Work required: From the entries below, copy every line holding the word "again".

━━━━━━━━━━━━━━━━

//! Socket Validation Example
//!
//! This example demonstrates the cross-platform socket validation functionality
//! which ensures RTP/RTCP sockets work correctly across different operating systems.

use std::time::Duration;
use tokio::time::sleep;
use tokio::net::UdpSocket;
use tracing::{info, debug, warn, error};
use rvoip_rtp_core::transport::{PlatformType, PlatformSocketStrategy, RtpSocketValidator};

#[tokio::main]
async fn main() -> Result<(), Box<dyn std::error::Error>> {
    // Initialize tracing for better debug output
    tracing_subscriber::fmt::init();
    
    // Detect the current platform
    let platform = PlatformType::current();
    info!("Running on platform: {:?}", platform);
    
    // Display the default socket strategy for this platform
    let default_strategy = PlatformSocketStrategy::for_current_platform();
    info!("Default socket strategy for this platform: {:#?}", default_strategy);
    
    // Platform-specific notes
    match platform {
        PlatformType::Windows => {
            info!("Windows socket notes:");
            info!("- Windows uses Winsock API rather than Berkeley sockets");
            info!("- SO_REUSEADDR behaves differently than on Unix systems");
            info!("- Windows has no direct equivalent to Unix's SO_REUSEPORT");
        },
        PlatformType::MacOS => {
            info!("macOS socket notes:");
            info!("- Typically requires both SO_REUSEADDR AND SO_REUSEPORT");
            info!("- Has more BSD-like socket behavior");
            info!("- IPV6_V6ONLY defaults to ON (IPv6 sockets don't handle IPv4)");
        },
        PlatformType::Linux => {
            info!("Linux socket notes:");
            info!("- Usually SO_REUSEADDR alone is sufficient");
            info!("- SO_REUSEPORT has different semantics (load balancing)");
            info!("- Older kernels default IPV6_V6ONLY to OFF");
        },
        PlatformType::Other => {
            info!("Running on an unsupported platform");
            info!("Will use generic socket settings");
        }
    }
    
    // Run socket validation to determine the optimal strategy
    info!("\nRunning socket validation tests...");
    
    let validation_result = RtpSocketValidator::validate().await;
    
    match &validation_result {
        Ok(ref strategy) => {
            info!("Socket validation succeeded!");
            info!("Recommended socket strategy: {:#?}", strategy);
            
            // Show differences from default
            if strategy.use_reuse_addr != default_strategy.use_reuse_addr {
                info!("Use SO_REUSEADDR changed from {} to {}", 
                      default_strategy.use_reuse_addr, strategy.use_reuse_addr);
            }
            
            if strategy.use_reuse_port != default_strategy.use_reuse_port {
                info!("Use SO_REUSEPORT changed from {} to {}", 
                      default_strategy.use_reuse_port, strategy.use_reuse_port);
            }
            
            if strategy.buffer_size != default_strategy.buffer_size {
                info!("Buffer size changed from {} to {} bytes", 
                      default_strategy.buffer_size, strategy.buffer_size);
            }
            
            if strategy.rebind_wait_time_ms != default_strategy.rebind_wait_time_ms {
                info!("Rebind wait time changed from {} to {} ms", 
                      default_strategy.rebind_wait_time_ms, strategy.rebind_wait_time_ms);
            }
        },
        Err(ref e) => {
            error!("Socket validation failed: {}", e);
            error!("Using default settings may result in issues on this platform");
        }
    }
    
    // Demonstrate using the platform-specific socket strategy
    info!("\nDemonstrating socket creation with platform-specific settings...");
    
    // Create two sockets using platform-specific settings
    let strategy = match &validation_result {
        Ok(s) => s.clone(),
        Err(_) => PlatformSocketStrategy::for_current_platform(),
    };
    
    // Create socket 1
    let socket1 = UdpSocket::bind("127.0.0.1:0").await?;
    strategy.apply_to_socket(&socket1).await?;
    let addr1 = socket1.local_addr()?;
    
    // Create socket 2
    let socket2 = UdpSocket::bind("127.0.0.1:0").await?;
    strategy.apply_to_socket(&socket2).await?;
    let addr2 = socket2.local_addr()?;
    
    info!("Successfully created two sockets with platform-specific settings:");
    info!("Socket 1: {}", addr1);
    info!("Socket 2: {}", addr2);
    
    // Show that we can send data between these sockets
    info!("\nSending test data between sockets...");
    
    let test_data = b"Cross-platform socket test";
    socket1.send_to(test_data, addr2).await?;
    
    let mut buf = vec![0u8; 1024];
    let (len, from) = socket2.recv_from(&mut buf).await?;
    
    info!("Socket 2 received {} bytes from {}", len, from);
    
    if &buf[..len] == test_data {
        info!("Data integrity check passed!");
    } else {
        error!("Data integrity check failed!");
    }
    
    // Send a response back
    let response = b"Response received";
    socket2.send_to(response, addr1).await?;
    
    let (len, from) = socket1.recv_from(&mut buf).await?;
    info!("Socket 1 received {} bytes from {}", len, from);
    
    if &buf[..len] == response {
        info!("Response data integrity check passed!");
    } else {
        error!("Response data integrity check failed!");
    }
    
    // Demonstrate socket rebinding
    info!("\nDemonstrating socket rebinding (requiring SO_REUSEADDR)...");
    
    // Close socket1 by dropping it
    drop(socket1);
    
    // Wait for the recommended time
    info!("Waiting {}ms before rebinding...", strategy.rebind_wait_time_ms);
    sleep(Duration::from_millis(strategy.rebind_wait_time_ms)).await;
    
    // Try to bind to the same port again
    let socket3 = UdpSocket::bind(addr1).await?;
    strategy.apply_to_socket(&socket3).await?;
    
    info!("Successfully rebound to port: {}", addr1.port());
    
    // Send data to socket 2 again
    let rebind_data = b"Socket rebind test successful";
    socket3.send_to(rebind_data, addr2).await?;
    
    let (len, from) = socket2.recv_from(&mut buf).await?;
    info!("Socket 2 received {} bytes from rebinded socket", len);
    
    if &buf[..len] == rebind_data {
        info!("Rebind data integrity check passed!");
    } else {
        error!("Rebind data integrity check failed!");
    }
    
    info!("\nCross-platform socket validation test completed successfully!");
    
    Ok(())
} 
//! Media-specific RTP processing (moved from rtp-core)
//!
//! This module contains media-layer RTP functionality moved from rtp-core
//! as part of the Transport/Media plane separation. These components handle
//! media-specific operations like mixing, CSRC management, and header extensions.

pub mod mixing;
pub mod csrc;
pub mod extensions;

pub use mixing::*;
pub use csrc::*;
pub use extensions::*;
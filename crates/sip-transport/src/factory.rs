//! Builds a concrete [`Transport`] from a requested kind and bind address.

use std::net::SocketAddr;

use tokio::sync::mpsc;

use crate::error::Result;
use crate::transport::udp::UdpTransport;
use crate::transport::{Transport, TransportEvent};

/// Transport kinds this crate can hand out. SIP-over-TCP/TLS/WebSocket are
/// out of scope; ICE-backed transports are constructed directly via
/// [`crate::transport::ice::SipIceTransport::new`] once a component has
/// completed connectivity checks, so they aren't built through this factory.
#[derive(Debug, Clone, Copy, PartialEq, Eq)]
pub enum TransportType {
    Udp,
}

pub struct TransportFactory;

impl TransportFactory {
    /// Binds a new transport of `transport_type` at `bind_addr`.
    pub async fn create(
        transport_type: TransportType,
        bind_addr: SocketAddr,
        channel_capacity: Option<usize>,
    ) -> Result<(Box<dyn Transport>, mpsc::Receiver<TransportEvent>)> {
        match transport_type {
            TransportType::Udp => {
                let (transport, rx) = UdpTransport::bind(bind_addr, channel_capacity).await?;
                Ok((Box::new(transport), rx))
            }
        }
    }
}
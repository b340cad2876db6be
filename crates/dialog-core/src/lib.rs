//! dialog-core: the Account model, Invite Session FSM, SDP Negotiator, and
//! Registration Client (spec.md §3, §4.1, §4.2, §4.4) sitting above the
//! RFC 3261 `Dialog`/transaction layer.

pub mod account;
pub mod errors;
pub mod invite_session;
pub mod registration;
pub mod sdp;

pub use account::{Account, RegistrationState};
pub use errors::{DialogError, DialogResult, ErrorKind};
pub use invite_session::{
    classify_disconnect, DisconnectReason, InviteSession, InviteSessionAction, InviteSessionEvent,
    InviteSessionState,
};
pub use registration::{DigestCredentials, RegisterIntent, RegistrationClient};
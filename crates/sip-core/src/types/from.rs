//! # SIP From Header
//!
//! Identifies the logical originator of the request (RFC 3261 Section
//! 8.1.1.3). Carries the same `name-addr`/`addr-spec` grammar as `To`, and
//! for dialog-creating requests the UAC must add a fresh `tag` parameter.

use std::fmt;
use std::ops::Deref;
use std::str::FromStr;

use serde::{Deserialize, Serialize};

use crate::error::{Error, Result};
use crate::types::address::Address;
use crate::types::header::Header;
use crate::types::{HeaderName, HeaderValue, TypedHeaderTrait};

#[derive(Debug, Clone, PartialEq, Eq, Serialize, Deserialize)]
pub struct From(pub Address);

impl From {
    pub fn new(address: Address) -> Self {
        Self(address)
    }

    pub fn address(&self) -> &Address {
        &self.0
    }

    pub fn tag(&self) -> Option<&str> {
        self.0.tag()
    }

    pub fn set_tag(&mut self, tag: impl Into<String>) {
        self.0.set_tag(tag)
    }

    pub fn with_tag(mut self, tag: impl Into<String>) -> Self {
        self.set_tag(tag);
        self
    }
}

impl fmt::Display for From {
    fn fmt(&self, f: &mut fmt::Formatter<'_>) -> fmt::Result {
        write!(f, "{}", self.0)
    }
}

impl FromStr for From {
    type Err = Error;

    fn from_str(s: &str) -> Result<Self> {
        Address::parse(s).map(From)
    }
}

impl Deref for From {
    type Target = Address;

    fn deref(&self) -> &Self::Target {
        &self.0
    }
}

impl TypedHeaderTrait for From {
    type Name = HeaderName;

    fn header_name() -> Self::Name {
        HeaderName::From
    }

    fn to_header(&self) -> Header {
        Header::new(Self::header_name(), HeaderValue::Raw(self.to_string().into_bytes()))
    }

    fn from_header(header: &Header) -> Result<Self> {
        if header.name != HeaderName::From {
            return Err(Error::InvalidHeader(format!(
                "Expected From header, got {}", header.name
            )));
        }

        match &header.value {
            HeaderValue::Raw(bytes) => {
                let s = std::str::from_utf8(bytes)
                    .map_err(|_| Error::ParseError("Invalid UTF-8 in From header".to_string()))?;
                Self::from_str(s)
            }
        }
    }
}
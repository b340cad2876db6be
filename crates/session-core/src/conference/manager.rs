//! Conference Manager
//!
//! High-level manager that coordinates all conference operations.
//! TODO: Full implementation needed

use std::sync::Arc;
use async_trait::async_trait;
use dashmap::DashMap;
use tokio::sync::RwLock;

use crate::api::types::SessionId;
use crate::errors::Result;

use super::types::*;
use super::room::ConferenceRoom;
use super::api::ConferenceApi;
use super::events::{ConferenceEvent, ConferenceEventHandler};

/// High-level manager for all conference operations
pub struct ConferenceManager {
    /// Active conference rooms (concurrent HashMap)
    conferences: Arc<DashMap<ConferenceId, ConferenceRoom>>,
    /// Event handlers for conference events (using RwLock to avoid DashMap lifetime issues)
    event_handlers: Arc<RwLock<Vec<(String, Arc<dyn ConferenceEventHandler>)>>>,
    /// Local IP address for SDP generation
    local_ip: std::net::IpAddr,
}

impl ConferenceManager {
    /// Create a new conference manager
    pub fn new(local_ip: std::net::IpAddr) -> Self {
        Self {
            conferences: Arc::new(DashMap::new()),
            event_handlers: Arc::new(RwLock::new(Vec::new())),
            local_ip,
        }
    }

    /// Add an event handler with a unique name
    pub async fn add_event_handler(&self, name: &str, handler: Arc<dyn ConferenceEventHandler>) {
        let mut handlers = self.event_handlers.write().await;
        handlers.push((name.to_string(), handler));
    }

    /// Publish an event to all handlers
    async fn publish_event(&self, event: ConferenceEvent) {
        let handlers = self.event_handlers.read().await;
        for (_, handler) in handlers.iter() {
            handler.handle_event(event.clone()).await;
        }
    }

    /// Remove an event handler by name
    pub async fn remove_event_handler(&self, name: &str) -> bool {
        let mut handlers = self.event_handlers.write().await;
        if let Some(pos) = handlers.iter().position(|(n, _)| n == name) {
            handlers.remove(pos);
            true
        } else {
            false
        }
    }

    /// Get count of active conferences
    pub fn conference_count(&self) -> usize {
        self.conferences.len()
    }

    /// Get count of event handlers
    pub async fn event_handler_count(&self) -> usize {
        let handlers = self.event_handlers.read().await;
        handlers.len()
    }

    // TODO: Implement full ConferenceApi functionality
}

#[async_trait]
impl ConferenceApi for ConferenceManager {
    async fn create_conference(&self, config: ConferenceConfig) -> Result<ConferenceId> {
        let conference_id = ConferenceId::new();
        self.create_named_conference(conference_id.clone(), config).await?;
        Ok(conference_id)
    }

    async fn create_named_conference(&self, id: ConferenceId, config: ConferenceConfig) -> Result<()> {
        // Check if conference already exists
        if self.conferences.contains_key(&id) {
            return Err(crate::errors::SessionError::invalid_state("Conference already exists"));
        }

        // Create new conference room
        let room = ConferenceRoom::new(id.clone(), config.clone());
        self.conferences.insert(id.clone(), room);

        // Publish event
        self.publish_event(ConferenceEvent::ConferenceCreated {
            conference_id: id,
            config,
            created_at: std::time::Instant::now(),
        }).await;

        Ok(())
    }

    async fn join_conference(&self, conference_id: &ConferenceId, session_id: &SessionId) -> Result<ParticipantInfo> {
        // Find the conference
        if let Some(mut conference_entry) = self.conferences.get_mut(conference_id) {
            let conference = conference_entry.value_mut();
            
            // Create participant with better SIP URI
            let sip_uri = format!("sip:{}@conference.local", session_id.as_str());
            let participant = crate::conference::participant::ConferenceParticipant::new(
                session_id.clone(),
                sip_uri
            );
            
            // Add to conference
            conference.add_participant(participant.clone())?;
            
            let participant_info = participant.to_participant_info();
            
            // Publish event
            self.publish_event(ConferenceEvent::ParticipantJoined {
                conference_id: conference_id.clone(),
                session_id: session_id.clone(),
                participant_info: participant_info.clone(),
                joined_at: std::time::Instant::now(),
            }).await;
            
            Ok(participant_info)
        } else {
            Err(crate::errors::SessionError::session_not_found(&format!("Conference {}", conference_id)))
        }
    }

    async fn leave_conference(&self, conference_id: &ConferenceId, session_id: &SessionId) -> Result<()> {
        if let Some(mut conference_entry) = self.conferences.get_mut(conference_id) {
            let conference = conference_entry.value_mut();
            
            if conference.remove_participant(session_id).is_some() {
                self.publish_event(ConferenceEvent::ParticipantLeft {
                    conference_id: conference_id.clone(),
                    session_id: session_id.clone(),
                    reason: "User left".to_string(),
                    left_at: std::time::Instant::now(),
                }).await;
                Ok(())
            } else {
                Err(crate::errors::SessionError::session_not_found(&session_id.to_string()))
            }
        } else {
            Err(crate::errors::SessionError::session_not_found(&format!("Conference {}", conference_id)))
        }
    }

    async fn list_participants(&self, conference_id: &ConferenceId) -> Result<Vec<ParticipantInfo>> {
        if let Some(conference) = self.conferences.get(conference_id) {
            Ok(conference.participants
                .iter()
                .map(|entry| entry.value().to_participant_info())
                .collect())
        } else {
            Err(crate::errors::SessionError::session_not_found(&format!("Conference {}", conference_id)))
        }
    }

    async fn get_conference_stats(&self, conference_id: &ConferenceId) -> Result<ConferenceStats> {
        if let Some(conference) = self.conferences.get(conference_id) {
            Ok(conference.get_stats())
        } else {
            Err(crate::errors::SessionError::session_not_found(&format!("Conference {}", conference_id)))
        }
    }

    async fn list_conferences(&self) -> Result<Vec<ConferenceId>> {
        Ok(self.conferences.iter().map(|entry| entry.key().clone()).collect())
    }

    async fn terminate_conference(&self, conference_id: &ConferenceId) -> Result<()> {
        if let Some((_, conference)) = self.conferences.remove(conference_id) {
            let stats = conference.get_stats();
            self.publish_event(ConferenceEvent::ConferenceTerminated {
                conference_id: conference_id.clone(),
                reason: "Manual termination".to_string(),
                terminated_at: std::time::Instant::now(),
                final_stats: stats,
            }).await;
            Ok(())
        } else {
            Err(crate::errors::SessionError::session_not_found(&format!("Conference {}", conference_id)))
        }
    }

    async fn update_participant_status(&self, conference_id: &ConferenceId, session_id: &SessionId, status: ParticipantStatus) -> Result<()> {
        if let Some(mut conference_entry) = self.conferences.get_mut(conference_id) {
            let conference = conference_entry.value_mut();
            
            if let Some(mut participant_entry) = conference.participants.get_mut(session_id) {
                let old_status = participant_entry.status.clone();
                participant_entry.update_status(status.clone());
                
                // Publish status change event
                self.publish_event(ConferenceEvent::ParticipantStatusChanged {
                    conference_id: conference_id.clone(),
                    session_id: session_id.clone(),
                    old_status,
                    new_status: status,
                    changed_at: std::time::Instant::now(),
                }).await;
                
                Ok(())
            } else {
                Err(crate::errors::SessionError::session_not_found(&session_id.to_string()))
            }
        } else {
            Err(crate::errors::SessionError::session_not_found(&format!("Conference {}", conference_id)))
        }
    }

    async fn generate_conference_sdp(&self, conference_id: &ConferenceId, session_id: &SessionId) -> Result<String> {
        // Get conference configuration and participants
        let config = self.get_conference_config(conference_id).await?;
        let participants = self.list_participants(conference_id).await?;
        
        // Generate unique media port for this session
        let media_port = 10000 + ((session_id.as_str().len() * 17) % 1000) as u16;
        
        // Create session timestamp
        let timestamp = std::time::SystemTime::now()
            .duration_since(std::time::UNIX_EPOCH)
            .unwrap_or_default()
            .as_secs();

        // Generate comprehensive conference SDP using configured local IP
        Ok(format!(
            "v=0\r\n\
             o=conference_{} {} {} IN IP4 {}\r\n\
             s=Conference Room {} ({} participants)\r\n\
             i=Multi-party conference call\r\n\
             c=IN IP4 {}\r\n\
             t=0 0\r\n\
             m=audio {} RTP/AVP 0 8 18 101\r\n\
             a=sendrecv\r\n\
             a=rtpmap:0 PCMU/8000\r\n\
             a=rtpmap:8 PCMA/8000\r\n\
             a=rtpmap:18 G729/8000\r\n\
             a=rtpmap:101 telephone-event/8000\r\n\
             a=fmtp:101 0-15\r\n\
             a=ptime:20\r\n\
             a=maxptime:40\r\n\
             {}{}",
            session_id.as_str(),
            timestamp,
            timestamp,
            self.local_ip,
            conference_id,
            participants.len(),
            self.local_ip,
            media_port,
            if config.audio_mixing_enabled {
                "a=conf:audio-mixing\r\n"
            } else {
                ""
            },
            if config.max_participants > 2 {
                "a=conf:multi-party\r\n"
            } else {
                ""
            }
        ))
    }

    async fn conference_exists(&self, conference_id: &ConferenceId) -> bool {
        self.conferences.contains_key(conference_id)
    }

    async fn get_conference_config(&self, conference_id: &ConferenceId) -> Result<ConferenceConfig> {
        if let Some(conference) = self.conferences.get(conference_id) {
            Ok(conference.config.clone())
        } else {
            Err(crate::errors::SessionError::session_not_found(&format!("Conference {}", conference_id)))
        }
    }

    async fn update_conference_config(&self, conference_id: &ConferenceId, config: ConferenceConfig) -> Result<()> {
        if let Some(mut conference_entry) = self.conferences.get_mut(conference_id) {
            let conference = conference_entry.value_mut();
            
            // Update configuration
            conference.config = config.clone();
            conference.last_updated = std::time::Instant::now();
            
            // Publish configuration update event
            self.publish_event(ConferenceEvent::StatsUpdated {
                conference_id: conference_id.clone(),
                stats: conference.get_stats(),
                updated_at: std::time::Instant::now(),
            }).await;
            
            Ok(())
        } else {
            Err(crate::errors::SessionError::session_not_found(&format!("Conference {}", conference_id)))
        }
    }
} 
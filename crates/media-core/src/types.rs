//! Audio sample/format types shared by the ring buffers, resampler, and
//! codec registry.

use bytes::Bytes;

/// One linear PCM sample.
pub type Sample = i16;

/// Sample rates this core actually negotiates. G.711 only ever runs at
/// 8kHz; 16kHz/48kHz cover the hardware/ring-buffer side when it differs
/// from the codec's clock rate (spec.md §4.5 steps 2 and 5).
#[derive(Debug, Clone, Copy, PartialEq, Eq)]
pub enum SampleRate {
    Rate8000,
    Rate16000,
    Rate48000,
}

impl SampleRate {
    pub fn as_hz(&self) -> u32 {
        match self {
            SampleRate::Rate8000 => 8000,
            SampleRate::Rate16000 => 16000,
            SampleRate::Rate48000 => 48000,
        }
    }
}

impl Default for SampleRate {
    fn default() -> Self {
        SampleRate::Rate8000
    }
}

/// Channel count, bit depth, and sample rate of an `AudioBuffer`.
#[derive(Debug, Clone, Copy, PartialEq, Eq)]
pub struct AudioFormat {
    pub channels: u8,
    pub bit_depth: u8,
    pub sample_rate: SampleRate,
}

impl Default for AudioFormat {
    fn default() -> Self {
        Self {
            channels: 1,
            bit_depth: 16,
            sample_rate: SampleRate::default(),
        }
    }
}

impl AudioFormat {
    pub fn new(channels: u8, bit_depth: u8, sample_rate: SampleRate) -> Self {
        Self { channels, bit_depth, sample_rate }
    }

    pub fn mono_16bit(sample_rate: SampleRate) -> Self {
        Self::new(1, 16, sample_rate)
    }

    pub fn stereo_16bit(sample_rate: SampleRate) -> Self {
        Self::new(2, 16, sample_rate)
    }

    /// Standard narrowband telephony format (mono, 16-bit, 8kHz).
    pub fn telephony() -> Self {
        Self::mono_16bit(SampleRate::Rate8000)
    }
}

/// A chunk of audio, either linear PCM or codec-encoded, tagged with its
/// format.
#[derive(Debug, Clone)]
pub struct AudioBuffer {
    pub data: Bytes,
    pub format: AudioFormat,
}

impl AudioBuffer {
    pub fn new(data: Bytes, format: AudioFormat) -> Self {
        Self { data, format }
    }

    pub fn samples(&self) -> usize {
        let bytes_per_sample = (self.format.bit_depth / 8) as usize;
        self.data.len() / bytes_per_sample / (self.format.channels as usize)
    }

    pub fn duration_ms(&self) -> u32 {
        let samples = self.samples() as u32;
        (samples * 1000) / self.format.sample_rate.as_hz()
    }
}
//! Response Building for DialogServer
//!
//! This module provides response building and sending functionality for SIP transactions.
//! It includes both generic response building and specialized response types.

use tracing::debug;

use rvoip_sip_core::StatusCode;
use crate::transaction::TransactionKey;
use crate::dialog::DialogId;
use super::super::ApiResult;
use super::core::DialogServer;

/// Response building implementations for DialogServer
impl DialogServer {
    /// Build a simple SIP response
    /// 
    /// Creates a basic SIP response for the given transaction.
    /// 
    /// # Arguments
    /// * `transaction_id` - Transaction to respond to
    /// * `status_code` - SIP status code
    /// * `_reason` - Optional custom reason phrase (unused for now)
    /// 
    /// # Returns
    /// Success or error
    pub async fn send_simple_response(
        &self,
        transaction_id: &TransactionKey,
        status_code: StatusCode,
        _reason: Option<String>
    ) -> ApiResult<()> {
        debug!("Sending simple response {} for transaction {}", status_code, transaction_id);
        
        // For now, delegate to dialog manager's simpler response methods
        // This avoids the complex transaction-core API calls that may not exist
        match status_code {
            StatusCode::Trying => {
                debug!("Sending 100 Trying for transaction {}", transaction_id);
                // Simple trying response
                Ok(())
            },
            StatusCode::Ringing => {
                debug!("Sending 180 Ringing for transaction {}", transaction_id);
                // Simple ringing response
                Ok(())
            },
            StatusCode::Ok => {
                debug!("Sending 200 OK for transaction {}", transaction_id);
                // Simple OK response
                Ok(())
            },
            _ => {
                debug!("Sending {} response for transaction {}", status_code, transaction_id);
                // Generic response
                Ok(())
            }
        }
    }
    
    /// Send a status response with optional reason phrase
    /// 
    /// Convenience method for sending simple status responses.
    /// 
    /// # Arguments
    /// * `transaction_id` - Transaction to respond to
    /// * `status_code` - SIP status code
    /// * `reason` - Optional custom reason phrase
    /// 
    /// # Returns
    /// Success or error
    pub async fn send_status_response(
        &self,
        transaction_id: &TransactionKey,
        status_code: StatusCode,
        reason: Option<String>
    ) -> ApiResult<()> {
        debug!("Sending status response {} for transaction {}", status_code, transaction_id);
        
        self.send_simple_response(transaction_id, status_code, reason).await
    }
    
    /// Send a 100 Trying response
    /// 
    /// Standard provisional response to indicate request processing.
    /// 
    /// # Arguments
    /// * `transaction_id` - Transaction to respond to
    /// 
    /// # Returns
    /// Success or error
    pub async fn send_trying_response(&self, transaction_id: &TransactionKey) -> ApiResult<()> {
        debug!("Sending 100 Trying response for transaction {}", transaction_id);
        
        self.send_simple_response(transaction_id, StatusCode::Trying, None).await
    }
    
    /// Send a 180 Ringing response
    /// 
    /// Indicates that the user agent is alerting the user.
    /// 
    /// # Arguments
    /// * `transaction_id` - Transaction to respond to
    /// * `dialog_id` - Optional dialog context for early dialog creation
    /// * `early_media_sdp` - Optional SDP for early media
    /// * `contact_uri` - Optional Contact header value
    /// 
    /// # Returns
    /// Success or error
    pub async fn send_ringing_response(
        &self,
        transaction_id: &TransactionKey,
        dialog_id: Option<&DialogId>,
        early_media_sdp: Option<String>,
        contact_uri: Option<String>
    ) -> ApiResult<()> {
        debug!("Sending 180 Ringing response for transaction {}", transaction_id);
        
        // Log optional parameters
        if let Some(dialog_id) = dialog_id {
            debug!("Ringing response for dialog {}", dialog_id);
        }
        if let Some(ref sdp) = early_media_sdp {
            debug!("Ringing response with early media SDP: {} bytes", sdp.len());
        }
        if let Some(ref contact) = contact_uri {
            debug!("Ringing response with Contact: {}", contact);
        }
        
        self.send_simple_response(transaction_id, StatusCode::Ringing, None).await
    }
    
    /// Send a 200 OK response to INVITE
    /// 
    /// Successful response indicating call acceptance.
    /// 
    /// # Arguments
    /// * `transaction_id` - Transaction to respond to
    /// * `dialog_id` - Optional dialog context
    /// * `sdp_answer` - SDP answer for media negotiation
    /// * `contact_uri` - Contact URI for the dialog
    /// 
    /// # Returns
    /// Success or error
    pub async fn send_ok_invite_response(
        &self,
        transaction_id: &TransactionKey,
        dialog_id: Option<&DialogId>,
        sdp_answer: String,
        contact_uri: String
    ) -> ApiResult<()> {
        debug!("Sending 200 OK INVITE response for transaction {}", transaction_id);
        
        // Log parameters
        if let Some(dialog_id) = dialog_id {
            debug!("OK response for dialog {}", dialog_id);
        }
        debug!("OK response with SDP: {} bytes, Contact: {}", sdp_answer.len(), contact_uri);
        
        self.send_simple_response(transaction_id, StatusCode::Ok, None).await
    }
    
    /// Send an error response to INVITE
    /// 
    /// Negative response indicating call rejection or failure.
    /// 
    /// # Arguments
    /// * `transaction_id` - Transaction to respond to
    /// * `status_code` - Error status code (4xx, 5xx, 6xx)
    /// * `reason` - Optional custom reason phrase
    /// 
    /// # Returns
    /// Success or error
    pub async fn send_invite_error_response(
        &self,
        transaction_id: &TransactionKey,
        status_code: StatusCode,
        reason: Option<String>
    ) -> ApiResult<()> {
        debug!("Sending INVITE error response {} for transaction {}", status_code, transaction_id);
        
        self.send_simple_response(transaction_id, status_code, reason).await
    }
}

━━━━━━━━━━━━━━━━

Response:
    // Try to bind to the same port again
    // Send data to socket 2 again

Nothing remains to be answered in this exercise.